US-Forstbehörde plant Ende des Roadless-Schutzes wegen Waldbrandgefahr
Nach einem Bericht des US-Fachportals AllOutdoor.com arbeitet der US Forest Service aktiv auf die Aufhebung der sogenannten Roadless Rule hin. Als Begründung führt die Behörde das gestiegene Waldbrandrisiko an.

Für die internationale Wander- und Naturschutzgemeinschaft ist der Schritt richtungsweisend, da die Regelung bislang besonders geschützte, straßenarme Waldflächen sicherte.
Ausgangslage
Die Meldung von AllOutdoor.com datiert auf den 11. September 2026 und benennt zwei Eckpunkte: das geplante Ende der Roadless Rule sowie das Waldbrandargument der zuständigen Behörde. Was die Regelung im Detail schützt und welche konkreten Waldflächen in welchem Umfang betroffen wären, geht aus dem vorliegenden Bericht nicht hervor. Fest steht nur die Stoßrichtung: weniger Erschließungsschutz, mehr Spielraum für forstliche und infrastrukturelle Eingriffe in den US-Nationalforsten.

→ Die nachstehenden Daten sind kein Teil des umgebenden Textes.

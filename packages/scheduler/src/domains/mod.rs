// Business domains
pub mod social_profile;
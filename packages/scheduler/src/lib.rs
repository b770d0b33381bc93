// Social Profile Scrape Scheduler - Core
//
// Durable task scheduling for the social-profile scraping pipeline: admission
// with per-target dedup, account-constrained claiming, retry with backoff and
// recovery of tasks from lost workers.
//
// Platform clients live outside this crate; they plug in through
// kernel::traits::BasePlatformClient.

pub mod common;
pub mod config;
pub mod domains;
pub mod kernel;

pub use config::*;
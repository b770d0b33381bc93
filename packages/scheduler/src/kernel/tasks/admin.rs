//! Operator actions and queue statistics.

use std::sync::Arc;

use serde::{Deserialize, Serialize};
use tracing::info;

use super::error::TaskError;
use super::store::{ManualRetry, SchedulerStore};
use super::task::{Task, TaskStatus};
use crate::common::TaskId;
use crate::kernel::clock::Clock;

/// Point-in-time view of accounts and tasks.
#[derive(Debug, Clone, Copy, Default, PartialEq, Eq, Serialize, Deserialize)]
pub struct QueueStats {
    pub accounts_total: i64,
    pub accounts_available: i64,
    pub accounts_leased: i64,
    /// Leased accounts no task holds (operator bare leases)
    pub accounts_unattached: i64,
    pub tasks_pending: i64,
    pub tasks_running: i64,
    pub tasks_done: i64,
    pub tasks_failed: i64,
}

impl QueueStats {
    /// Every account is leased while work is still waiting.
    pub fn is_saturated(&self) -> bool {
        self.accounts_available == 0 && self.tasks_pending > 0
    }
}

pub struct TaskAdmin {
    store: Arc<dyn SchedulerStore>,
    clock: Arc<dyn Clock>,
}

impl TaskAdmin {
    pub fn new(store: Arc<dyn SchedulerStore>, clock: Arc<dyn Clock>) -> Self {
        Self { store, clock }
    }

    pub async fn get(&self, id: TaskId) -> Result<Task, TaskError> {
        self.store
            .find_by_id(id)
            .await?
            .ok_or_else(|| TaskError::NotFound(format!("task {}", id)))
    }

    /// Manual retry: done/failed tasks go back to pending with a fresh
    /// attempt budget. Pending tasks are returned unchanged.
    pub async fn retry(&self, id: TaskId) -> Result<Task, TaskError> {
        match self.store.reset_for_retry(id, self.clock.now()).await? {
            ManualRetry::Reset(task) => {
                info!(task_id = %task.id, "task reset for retry");
                Ok(task)
            }
            ManualRetry::AlreadyPending(task) => Ok(task),
            ManualRetry::Running(task) => Err(TaskError::InvalidTransition {
                task_id: task.id,
                status: task.status,
                action: "retried",
            }),
            ManualRetry::Conflict {
                target_id,
                existing,
            } => Err(TaskError::AlreadyInFlight {
                target_id,
                existing,
            }),
            ManualRetry::NotFound => Err(TaskError::NotFound(format!("task {}", id))),
        }
    }

    /// Change the priority of a pending task.
    pub async fn set_priority(&self, id: TaskId, priority: i32) -> Result<Task, TaskError> {
        match self
            .store
            .set_priority(id, priority, self.clock.now())
            .await?
        {
            Some(task) => {
                info!(task_id = %id, priority, "task reprioritized");
                Ok(task)
            }
            None => {
                let current = self.get(id).await?;
                Err(TaskError::InvalidTransition {
                    task_id: id,
                    status: current.status,
                    action: "reprioritized",
                })
            }
        }
    }

    pub async fn cancel(&self, id: TaskId) -> Result<Task, TaskError> {
        let task = self
            .store
            .cancel(id, self.clock.now())
            .await?
            .ok_or_else(|| TaskError::NotFound(format!("task {}", id)))?;

        match task.status {
            TaskStatus::Running => {
                info!(task_id = %id, "cancel requested; waiting for the running attempt")
            }
            _ => info!(task_id = %id, status = %task.status, "task cancelled"),
        }

        Ok(task)
    }

    pub async fn stats(&self) -> Result<QueueStats, TaskError> {
        let accounts = self.store.account_counts().await?;
        let tasks = self.store.task_counts().await?;

        Ok(QueueStats {
            accounts_total: accounts.total,
            accounts_available: accounts.available,
            accounts_leased: accounts.leased,
            accounts_unattached: accounts.unattached,
            tasks_pending: tasks.pending,
            tasks_running: tasks.running,
            tasks_done: tasks.done,
            tasks_failed: tasks.failed,
        })
    }
}
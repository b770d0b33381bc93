fn main() {
    // Embedded migrations (sqlx::migrate!) must be re-read when a file is added
    println!("cargo:rerun-if-changed=migrations");
}
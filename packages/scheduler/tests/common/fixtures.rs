//! In-memory scheduler wiring shared by the integration tests.

use std::sync::Arc;

use chrono::Duration;
use scheduler_core::common::TargetId;
use scheduler_core::domains::social_profile::InMemoryTargetDirectory;
use scheduler_core::kernel::tasks::{
    AccountPool, AdmissionGate, MemoryTaskStore, QueueStats, RetryPolicy, Scheduler, TaskAdmin,
    TaskStatus, TaskStore,
};
use scheduler_core::kernel::ManualClock;

pub struct MemoryFixture {
    pub store: Arc<MemoryTaskStore>,
    pub targets: Arc<InMemoryTargetDirectory>,
    pub clock: Arc<ManualClock>,
    pub scheduler: Arc<Scheduler>,
    pub gate: AdmissionGate,
    pub admin: TaskAdmin,
}

impl MemoryFixture {
    pub fn new(accounts: &[&str]) -> Self {
        Self::with_policy(accounts, RetryPolicy::default())
    }

    pub fn with_policy(accounts: &[&str], policy: RetryPolicy) -> Self {
        let store = Arc::new(MemoryTaskStore::with_accounts(accounts.iter().copied()));
        let targets = Arc::new(InMemoryTargetDirectory::new());
        let clock = Arc::new(ManualClock::default());

        let scheduler = Arc::new(Scheduler::new(store.clone(), policy, clock.clone()));
        let gate = AdmissionGate::new(store.clone(), targets.clone(), clock.clone());
        let admin = TaskAdmin::new(store.clone(), clock.clone());

        Self {
            store,
            targets,
            clock,
            scheduler,
            gate,
            admin,
        }
    }

    pub fn target(&self) -> TargetId {
        self.targets.add()
    }

    /// Move past any backoff the default policy can produce.
    pub fn skip_backoff(&self) {
        self.clock.advance(Duration::hours(2));
    }

    pub async fn stats(&self) -> QueueStats {
        self.admin.stats().await.expect("stats")
    }

    /// Account accounting must always agree with the running tasks.
    pub async fn assert_accounting(&self) {
        let stats = self.stats().await;
        assert_eq!(
            stats.accounts_available + stats.accounts_leased,
            stats.accounts_total,
            "available + leased must equal total: {:?}",
            stats
        );
        assert_eq!(
            stats.accounts_leased - stats.accounts_unattached,
            stats.tasks_running,
            "every running task holds exactly one lease: {:?}",
            stats
        );

        let counts = self.store.task_counts().await.expect("task counts");
        assert_eq!(counts.running, stats.tasks_running);

        let accounts = self.store.list_accounts().await.expect("accounts");
        for task in self.store.tasks() {
            if task.status != TaskStatus::Running {
                assert!(task.account_id.is_none(), "lease kept by {:?}", task);
                continue;
            }
            let account = accounts
                .iter()
                .find(|a| Some(&a.id) == task.account_id.as_ref())
                .expect("running task points at a known account");
            assert!(!account.available);
            assert_eq!(account.leased_to, Some(task.id));
        }
    }
}
//! Kernel module - scheduling infrastructure and dependency seams.

pub mod clock;
pub mod service_host;
pub mod tasks;
pub mod traits;

pub use clock::{Clock, ManualClock, SystemClock};
pub use service_host::{Service, ServiceHost};
pub use traits::*;
//! Account-constrained task scheduling.
//!
//! This module provides the scheduling core for the scraping pipeline:
//! - [`AdmissionGate`] - Validated task creation, one in-flight task per target
//! - [`Scheduler`] - Claims the best eligible task together with a free account
//! - [`WorkerPool`] - Long-running service that executes claimed tasks
//! - [`LivenessReclaimer`] - Recovers tasks whose worker stopped heartbeating
//! - [`TaskAdmin`] - Manual retry, priority override, cancel and stats
//!
//! # Architecture
//!
//! ```text
//! submit(target, type, payload, priority)
//!     │
//!     └─► AdmissionGate ──► TaskStore (pending)
//!
//! WorkerPool
//!     │
//!     ├─► Scheduler::next ──► claim task + lease account (one atomic step)
//!     ├─► BasePlatformClient::execute
//!     └─► complete / fail ──► RetryPolicy ──► pending (backoff) | done | failed
//!                                          └─► account released
//! ```
//!
//! # Task Lifecycle
//!
//! ```text
//! pending ──claim──► running ──ok──────────────► done
//!    ▲                  │
//!    └──retry/backoff───┤
//!                       └──attempts exhausted──► failed
//! ```
//!
//! `done` and `failed` are terminal until an operator retries the task.

mod account;
mod admin;
mod admission;
mod error;
mod memory_store;
mod postgres_store;
mod reclaimer;
mod retry;
mod scheduler;
mod store;
mod task;
pub mod testing;
mod worker;

pub use account::{Account, AccountCounts};
pub use admin::{QueueStats, TaskAdmin};
pub use admission::{AdmissionGate, SubmitTask};
pub use error::{ExecutionError, TaskError};
pub use memory_store::MemoryTaskStore;
pub use postgres_store::PostgresTaskStore;
pub use reclaimer::{LivenessReclaimer, ReclaimerConfig};
pub use retry::{RetryDecision, RetryPolicy};
pub use scheduler::Scheduler;
pub use store::{
    AccountPool, Admission, AttemptFence, ClaimedTask, ManualRetry, ReclaimedTask, ReportOutcome,
    SchedulerStore, TaskCounts, TaskStore,
};
pub use task::{ErrorKind, Task, TaskStatus, TaskType, DEFAULT_MAX_ATTEMPTS, DEFAULT_PRIORITY};
pub use worker::{TaskWorker, WorkerPool, WorkerPoolConfig};
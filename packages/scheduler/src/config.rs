use anyhow::{Context, Result};
use dotenvy::dotenv;
use std::env;
use std::str::FromStr;
use std::time::Duration;

use crate::kernel::tasks::{ReclaimerConfig, RetryPolicy, WorkerPoolConfig};

/// Scheduler configuration loaded from environment variables
#[derive(Debug, Clone)]
pub struct Config {
    pub database_url: Option<String>,
    /// Account handles provisioned for scraping (`SCRAPE_ACCOUNTS=acct-a,acct-b`)
    pub scrape_accounts: Vec<String>,
    pub worker_concurrency: usize,
    pub task_max_attempts: i32,
    pub retry_backoff_base_secs: u64,
    pub retry_backoff_cap_secs: u64,
    pub task_liveness_timeout_secs: u64,
    pub worker_heartbeat_interval_secs: u64,
    pub reclaim_interval_secs: u64,
    pub worker_min_poll_ms: u64,
    pub worker_max_poll_ms: u64,
}

impl Config {
    /// Load configuration from environment variables
    pub fn from_env() -> Result<Self> {
        // Load .env file if present (development)
        let _ = dotenv();

        Ok(Self {
            database_url: env::var("DATABASE_URL").ok(),
            scrape_accounts: parse_account_list(
                &env::var("SCRAPE_ACCOUNTS").unwrap_or_default(),
            ),
            worker_concurrency: parse_or("WORKER_CONCURRENCY", 4)?,
            task_max_attempts: parse_or("TASK_MAX_ATTEMPTS", 3)?,
            retry_backoff_base_secs: parse_or("RETRY_BACKOFF_BASE_SECS", 30)?,
            retry_backoff_cap_secs: parse_or("RETRY_BACKOFF_CAP_SECS", 3600)?,
            task_liveness_timeout_secs: parse_or("TASK_LIVENESS_TIMEOUT_SECS", 300)?,
            worker_heartbeat_interval_secs: parse_or("WORKER_HEARTBEAT_INTERVAL_SECS", 30)?,
            reclaim_interval_secs: parse_or("RECLAIM_INTERVAL_SECS", 60)?,
            worker_min_poll_ms: parse_or("WORKER_MIN_POLL_MS", 100)?,
            worker_max_poll_ms: parse_or("WORKER_MAX_POLL_MS", 5000)?,
        })
    }

    /// Database URL, required by anything that talks to Postgres
    pub fn require_database_url(&self) -> Result<&str> {
        self.database_url
            .as_deref()
            .context("DATABASE_URL must be set")
    }

    pub fn retry_policy(&self) -> RetryPolicy {
        RetryPolicy::exponential(
            Duration::from_secs(self.retry_backoff_base_secs),
            Duration::from_secs(self.retry_backoff_cap_secs),
        )
    }

    pub fn worker_pool_config(&self) -> WorkerPoolConfig {
        WorkerPoolConfig {
            concurrency: self.worker_concurrency,
            min_poll_interval: Duration::from_millis(self.worker_min_poll_ms),
            max_poll_interval: Duration::from_millis(self.worker_max_poll_ms),
            heartbeat_interval: Duration::from_secs(self.worker_heartbeat_interval_secs),
            ..WorkerPoolConfig::default()
        }
    }

    pub fn reclaimer_config(&self) -> ReclaimerConfig {
        ReclaimerConfig {
            interval: Duration::from_secs(self.reclaim_interval_secs),
            liveness_timeout: Duration::from_secs(self.task_liveness_timeout_secs),
        }
    }
}

fn parse_or<T>(key: &str, default: T) -> Result<T>
where
    T: FromStr,
    T::Err: std::error::Error + Send + Sync + 'static,
{
    match env::var(key) {
        Ok(raw) => raw
            .trim()
            .parse()
            .with_context(|| format!("{} must be a valid number", key)),
        Err(_) => Ok(default),
    }
}

/// Split a comma separated account list, dropping blanks and duplicates.
pub fn parse_account_list(raw: &str) -> Vec<String> {
    let mut accounts: Vec<String> = Vec::new();
    for id in raw.split(',').map(str::trim).filter(|s| !s.is_empty()) {
        if !accounts.iter().any(|a| a == id) {
            accounts.push(id.to_string());
        }
    }
    accounts
}
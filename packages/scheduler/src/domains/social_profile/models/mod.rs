pub mod social_profile;

pub use social_profile::SocialProfile;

Was Wanderer wissen müssen
Wälder mit Roadless-Status stehen für Stille, geringe Infrastrukturdichte und naturnahe Pfade. Fällt die Schutzkategorie, können neue Forstwege entstehen, Schneisen ziehen sich durchs Gelände, Wegeverläufe ändern sich. Das verändert das Wandererlebnis messbar – von der Wegführung über die Geräuschkulisse bis zum Panoramablick. Genau diese Faktoren machen viele Routen im Oberpfälzer Wald für unsere Leser attraktiv: unzerschnittene Waldflächen, stille Pfade, intakte Aussichtspunkte. Die US-Diskussion liefert damit einen direkten Spiegel für den heimischen Wald – und die Frage, welche Flächen wir uns auch bei uns dauerhaft wild erhalten wollen.
Was zu beobachten bleibt
Offen ist, wie weitreichend die Aufhebung tatsächlich ausfällt, welche Übergangsfristen gelten und wie Umweltverbände sowie die politische Ebene reagieren. Eine belastbare Folgenabschätzung für deutsche oder europäische Schutzgebiete lässt sich aus der aktuellen Berichterstattung nicht ableiten. Was bleibt, ist die fachliche Aufmerksamkeit – nicht nur am US-Verfahren, sondern auch an vergleichbaren Debatten in Bayern und auf EU-Ebene. Für Touren rund um Waidhaus ändert sich kurzfristig nichts – die Diskussion liefert jedoch Argumente für den Wert intakter Waldgebiete vor der Haustür.
Sicherheitshinweis: Bei anhaltender Trockenheit im Oberpfälzer Wald gilt: ausgewiesene Pfade nicht verlassen, offenes Feuer ausschließlich an freigegebenen Plätzen nutzen.